Introducing the “Magic Bullet”
October 09th, 2013 - 21 Comments
In the world of personal development, there’s a concept called the “Magic Bullet.”
Marketers spend thousands of dollars to learn how to master the concept, but I’m going to teach you how it works right here.
A Magic Bullet is the ONE THING that people believe will help them achieve their goals. Although we “know” that success is really about a complex, nuanced interaction of many elements, most people look for the single thing they believe will help them finally change.
Weight loss: “What diet are you on?” (As if the diet alone will change everything)
Money: “Who are you investing through?” (You’ll hear this as you get older. People in their 40s use this as their money Magic Bullet, as if knowing some amazing investor will ensure they get amazing investment returns….uh no)
Career: (Pop quiz: Can you guess the Magic Bullet people use for their careers? It goes like this: To get a better job, I need to ____ ____ ____ )
Once you truly understand the MB concept, you’ll see it everywhere, because unscrupulous marketers know how powerful it can be. Hence the millions of websites shouting taglines like, “THE ONE SUPERFOOD YOU MUST EAT!!!”
Do you want me to feed you a line of bullshit about how if you do JUST THIS ONE THING, you can be successful? Or would you rather I tell you the truth about how hard success is — then show you the exact roadmaps to get there?
By the end of this email, you’ll be able to recognize the Magic Bullet you’ve been chasing. We all have one, because I’ve been a Magic Bullet-chaser, too!
When I was in high school, I wanted to know how to get into Stanford, so I asked a few Stanford students, “What’d you get on your SAT score? What do I need to get??” (So annoying.) They told me, it’s more than just a score, you have to be well-rounded, really good in certain areas, blah blah…but all I wanted to know was the numeric score.

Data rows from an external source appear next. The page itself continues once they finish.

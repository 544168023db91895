use crate::life::LifeGrid;
use crate::patterns::Pattern;

/// The current grid plus the generation counter.
///
/// This is the surface the GUI drives: stepping replaces the grid wholesale
/// and bumps the counter, clear/randomize reset it, toggling and stamping
/// leave it alone. Run-state policy (what is allowed while the simulation
/// is running) belongs to the caller, not here.
pub struct Universe {
    grid: LifeGrid,
    generation: u64,
}

impl Universe {
    pub fn new(size: usize) -> Self {
        Self {
            grid: LifeGrid::blank(size),
            generation: 0,
        }
    }

    pub fn grid(&self) -> &LifeGrid {
        &self.grid
    }

    pub fn size(&self) -> usize {
        self.grid.size()
    }

    pub fn generation(&self) -> u64 {
        self.generation
    }

    pub fn step(&mut self) {
        self.grid = self.grid.next_generation();
        self.generation += 1;
    }

    pub fn toggle(&mut self, x: usize, y: usize) {
        self.grid = self.grid.toggled(x, y);
    }

    pub fn clear(&mut self) {
        self.grid = LifeGrid::blank(self.grid.size());
        self.generation = 0;
    }

    pub fn randomize(&mut self, seed: Option<u64>, fill_rate: f64) {
        self.grid = LifeGrid::random(self.grid.size(), seed, fill_rate);
        self.generation = 0;
    }

    /// Stamp a pattern anchored at the grid center.
    pub fn stamp(&mut self, pattern: Pattern) {
        let c = self.grid.size() / 2;
        self.stamp_at(pattern, c, c);
    }

    pub fn stamp_at(&mut self, pattern: Pattern, cx: usize, cy: usize) {
        self.grid = pattern.stamp(&self.grid, cx, cy);
    }
}
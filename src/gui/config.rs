use eframe::egui::Color32;

pub struct Config;

impl Config {
    pub const GRID_SIZE: usize = 50;
    pub const FILL_RATE: f64 = 0.3;

    pub const TICK_INTERVAL_MS: u64 = 100;
    pub const MIN_TICK_INTERVAL_MS: u64 = 50;
    pub const MAX_TICK_INTERVAL_MS: u64 = 500;

    pub const FRAME_MARGIN: f32 = 20.;
    pub const CONTROL_PANEL_WIDTH: f32 = 280.;
    pub const TEXT_SIZE: f32 = 16.;
    pub const TEXT_COLOR: Color32 = Color32::BLACK;
    pub const BUTTON_STROKE_WIDTH: f32 = 3.;
    pub const BUTTON_STROKE_COLOR: Color32 = Color32::DARK_GRAY;
    pub const BUTTON_FILL_COLOR: Color32 = Color32::LIGHT_GRAY;

    pub const ALIVE_GRAY: u8 = 0xff;
    pub const DEAD_GRAY: u8 = 0x00;
}
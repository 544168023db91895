mod gui;
mod life;
mod patterns;
mod universe;

pub use gui::{App, Config};
pub use life::LifeGrid;
pub use patterns::Pattern;
pub use universe::Universe;
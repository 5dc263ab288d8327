//! Constraint validation WASM bindings.
//!
//! The content script scrapes upload constraints off the page and hands them
//! to these bindings as plain objects; the popup gets back either a
//! validation report or a ready-to-run encoding request.

use crate::types::JsSourceImage;
use uploadease_core::constraints::{self, ConstraintSet, DetectedField};
use uploadease_core::settings::ProcessingSettings;
use wasm_bindgen::prelude::*;

/// Check a decoded image against a constraint set.
///
/// # Arguments
///
/// * `image` - The decoded source image
/// * `constraints` - A plain object: `{ maxWidth?, minWidth?, maxHeight?,
///   minHeight?, maxSize?, minSize? }`
///
/// # Returns
///
/// A plain object `{ valid, violations }` where `violations` is an array of
/// human-readable messages, one per violated bound. Purely diagnostic: the
/// image is never modified.
#[wasm_bindgen]
pub fn validate_constraints(image: &JsSourceImage, constraints: JsValue) -> Result<JsValue, JsValue> {
    let set: ConstraintSet =
        serde_wasm_bindgen::from_value(constraints).map_err(|e| JsValue::from_str(&e.to_string()))?;

    let report = constraints::validate_constraints(image.as_source(), &set);
    serde_wasm_bindgen::to_value(&report).map_err(|e| JsValue::from_str(&e.to_string()))
}

/// Merge a detected field's constraints over the user's default settings to
/// produce the encoding request the pipeline will run.
///
/// # Arguments
///
/// * `field` - A plain object: `{ allowedTypes?, maxSizeBytes?,
///   minSizeBytes?, dimensionConstraint? }`
/// * `settings` - A plain object: `{ defaultFormat?, defaultWidth?,
///   defaultHeight?, defaultQuality?, highQualityResize? }`
///
/// # Returns
///
/// The merged encoding request as a plain object, suitable for passing
/// straight to `process_image` or `process_file`.
#[wasm_bindgen]
pub fn request_for_field(field: JsValue, settings: JsValue) -> Result<JsValue, JsValue> {
    let field: DetectedField =
        serde_wasm_bindgen::from_value(field).map_err(|e| JsValue::from_str(&e.to_string()))?;
    let settings: ProcessingSettings =
        serde_wasm_bindgen::from_value(settings).map_err(|e| JsValue::from_str(&e.to_string()))?;

    let request = field.to_request(&settings);
    serde_wasm_bindgen::to_value(&request).map_err(|e| JsValue::from_str(&e.to_string()))
}

/// Format a byte count for display ("1.5 MB", "892 KB", "0 Bytes").
#[wasm_bindgen]
pub fn format_file_size(bytes: u64) -> String {
    constraints::format_file_size(bytes)
}
//! Upload constraint detection support and pre-flight validation.
//!
//! A [`DetectedField`] is what the content script scrapes off a page's file
//! input: accepted MIME types, byte-size bounds, and an optional exact
//! dimension requirement. [`validate_constraints`] runs a decoded image
//! against a [`ConstraintSet`] and reports every violation as a
//! human-readable message, so the popup can show users exactly what needs
//! fixing before any processing happens.

use serde::{Deserialize, Serialize};

use crate::decode::SourceImage;
use crate::settings::ProcessingSettings;
use crate::EncodingRequest;

/// Upload constraints scraped from a page's file input.
#[derive(Debug, Clone, Default, PartialEq, Serialize, Deserialize)]
#[serde(rename_all = "camelCase", default)]
pub struct DetectedField {
    /// Accepted MIME types; empty means the field accepts anything.
    pub allowed_types: Vec<String>,
    pub max_size_bytes: Option<u64>,
    pub min_size_bytes: Option<u64>,
    pub dimension_constraint: Option<DimensionConstraint>,
}

/// Exact output dimensions required by a field.
#[derive(Debug, Clone, Copy, PartialEq, Eq, Serialize, Deserialize)]
#[serde(rename_all = "camelCase")]
pub struct DimensionConstraint {
    pub width: u32,
    pub height: u32,
}

impl DetectedField {
    /// Whether the field accepts the given MIME type. Non-image types are
    /// never accepted; an empty allow-list accepts any image type.
    pub fn allows_type(&self, mime: &str) -> bool {
        if !mime.starts_with("image/") {
            return false;
        }
        if self.allowed_types.is_empty() {
            return true;
        }
        self.allowed_types.iter().any(|t| t == mime)
    }

    /// Merge this field's constraints over the user's default settings to
    /// produce the request the pipeline will run.
    pub fn to_request(&self, settings: &ProcessingSettings) -> EncodingRequest {
        let mut request = settings.to_request();
        if let Some(dim) = self.dimension_constraint {
            request.width = Some(dim.width);
            request.height = Some(dim.height);
        }
        request.max_size_bytes = self.max_size_bytes;
        request.min_size_bytes = self.min_size_bytes;
        request
    }
}

/// Bounds an image is validated against before processing.
#[derive(Debug, Clone, Default, PartialEq, Serialize, Deserialize)]
#[serde(rename_all = "camelCase", default)]
pub struct ConstraintSet {
    pub max_width: Option<u32>,
    pub min_width: Option<u32>,
    pub max_height: Option<u32>,
    pub min_height: Option<u32>,
    pub max_size: Option<u64>,
    pub min_size: Option<u64>,
}

/// The outcome of a validation pass: all violations, not just the first.
#[derive(Debug, Clone, PartialEq, Serialize, Deserialize)]
#[serde(rename_all = "camelCase")]
pub struct ValidationReport {
    pub valid: bool,
    pub violations: Vec<String>,
}

/// Check a decoded image against a constraint set.
///
/// Purely diagnostic: the image is never modified, and every violated bound
/// contributes its own message. Byte-size bounds are checked against the
/// original file size recorded at decode time.
pub fn validate_constraints(image: &SourceImage, set: &ConstraintSet) -> ValidationReport {
    let mut violations = Vec::new();

    if let Some(max) = set.max_width {
        if image.width > max {
            violations.push(format!("Width {}px exceeds maximum {}px", image.width, max));
        }
    }
    if let Some(min) = set.min_width {
        if image.width < min {
            violations.push(format!("Width {}px below minimum {}px", image.width, min));
        }
    }
    if let Some(max) = set.max_height {
        if image.height > max {
            violations.push(format!(
                "Height {}px exceeds maximum {}px",
                image.height, max
            ));
        }
    }
    if let Some(min) = set.min_height {
        if image.height < min {
            violations.push(format!(
                "Height {}px below minimum {}px",
                image.height, min
            ));
        }
    }

    let size = image.source_size as u64;
    if let Some(max) = set.max_size {
        if size > max {
            violations.push(format!(
                "File size {} exceeds maximum {}",
                format_file_size(size),
                format_file_size(max)
            ));
        }
    }
    if let Some(min) = set.min_size {
        if size < min {
            violations.push(format!(
                "File size {} below minimum {}",
                format_file_size(size),
                format_file_size(min)
            ));
        }
    }

    ValidationReport {
        valid: violations.is_empty(),
        violations,
    }
}

/// Format a byte count for display: powers of 1024, at most two decimals,
/// trailing zeros trimmed ("1.5 MB", "892 KB", "0 Bytes").
pub fn format_file_size(bytes: u64) -> String {
    const UNITS: [&str; 4] = ["Bytes", "KB", "MB", "GB"];

    if bytes == 0 {
        return "0 Bytes".to_string();
    }

    let exponent = ((bytes as f64).ln() / 1024f64.ln()).floor() as usize;
    let exponent = exponent.min(UNITS.len() - 1);
    let value = bytes as f64 / 1024f64.powi(exponent as i32);

    let mut formatted = format!("{:.2}", value);
    while formatted.ends_with('0') {
        formatted.pop();
    }
    if formatted.ends_with('.') {
        formatted.pop();
    }

    format!("{} {}", formatted, UNITS[exponent])
}

/// Whether the given dimensions are within `threshold` of the original
/// aspect ratio. Used to warn when a field's exact dimensions would distort
/// the image.
pub fn aspect_ratio_matches(width: u32, height: u32, original_ratio: f64, threshold: f64) -> bool {
    if width == 0 || height == 0 {
        return false;
    }
    let ratio = width as f64 / height as f64;
    (ratio - original_ratio).abs() < threshold
}
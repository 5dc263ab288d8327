//! User-facing processing defaults.
//!
//! These mirror the options page: a default output format, optional default
//! dimensions, a default quality factor, and the high-quality resize toggle.
//! A [`ProcessingSettings`] turns into the baseline [`EncodingRequest`] that
//! per-field constraints then override.

use serde::{Deserialize, Serialize};

use crate::{EncodingRequest, TargetFormat};

/// Persisted user preferences for processing.
#[derive(Debug, Clone, PartialEq, Serialize, Deserialize)]
#[serde(rename_all = "camelCase", default)]
pub struct ProcessingSettings {
    pub default_format: TargetFormat,
    pub default_width: Option<u32>,
    pub default_height: Option<u32>,
    pub default_quality: f32,
    pub high_quality_resize: bool,
}

impl Default for ProcessingSettings {
    fn default() -> Self {
        ProcessingSettings {
            default_format: TargetFormat::Png,
            default_width: None,
            default_height: None,
            default_quality: 0.9,
            high_quality_resize: false,
        }
    }
}

impl ProcessingSettings {
    /// Build the baseline request these settings describe.
    pub fn to_request(&self) -> EncodingRequest {
        EncodingRequest {
            format: self.default_format,
            width: self.default_width,
            height: self.default_height,
            quality: self.default_quality,
            high_quality_resize: self.high_quality_resize,
            ..EncodingRequest::default()
        }
    }
}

As if a score alone would solve all my problems.
Years later, as a stupid annoying 20-something, I asked a famous speaker how I could get more speaking gigs:
I even once emailed Guy Kawasaki, a famous Silicon Valley personality, and asked him how to get more speaking gigs. He replied and basically laid down the law by telling me (paraphrased), “You want to know how to get more speaking gigs? Then do something meaningful. Once you do, you’ll have more speaking invitations than you know what to do with. But right now, you haven’t done anything notable.”
It stung to hear that. Like a 14-year-old girl, I thought to myself, “he just doesn’t understand me.” But later I realized he was right.
CAN YOU PLEASE JUST KILL THE YOUNGER VERSION OF ME?? I was so irritating. I wanted a Magic Bullet, some pill or advice that would make everything “make sense.” Instead, Guy’s advice was so straightforward it was almost boring: “Do something meaningful.”
The difference is some people stop here. They can’t figure out why other people make it and they can’t, so they just get confused and sad. Hence you see our entire GENERATION asking questions like this:
“What am I doing wrong? What is the ‘magical secret’ everyone else seems to have figured out but passes over my head?”
OR, you get some people picking out super-unrealistic goals (usually these are stupid internet marketers) and picking insane goals that are virtually impossible to hit. As my friend Neville wrote,
“I’ve met a ridiculous amount of people who’ve said to me, “I just want to have a business on autopilot where I don’t have to do any work, and it spits out a lot of money.” Those people never go anywhere. I’ve never seen one of them succeed. They’re dweebs who want SOMETHING for NOTHING. They want the world to give them something, without giving the world something back first.”
I’m now on the other side of the table, and I can’t even tell you how many questions I get every week saying, “Ramit, what’s the ONE THING you did to grow your business??”
These questions aren’t stupid. But just like Guy opened my eyes, I’ve now made it a pledge to be brutally honest with my students.
It’s not just one thing. Top performers don’t want to know the one thing — they want to know EVERYTHING!!
It doesn’t matter if I’m teaching you the specific system to start a side business, or the word-for-word scripts to use in negotiating your salary. Once you do it, you realize there are no “secrets” — but rather, the systematic hard work of becoming a top performer.
Now, notice that in all IWT material, I address the Magic Bullets — but I also show you how that’s not enough. To be the best, you have to go much further.
All right, let’s pause for a second. What have we covered so far?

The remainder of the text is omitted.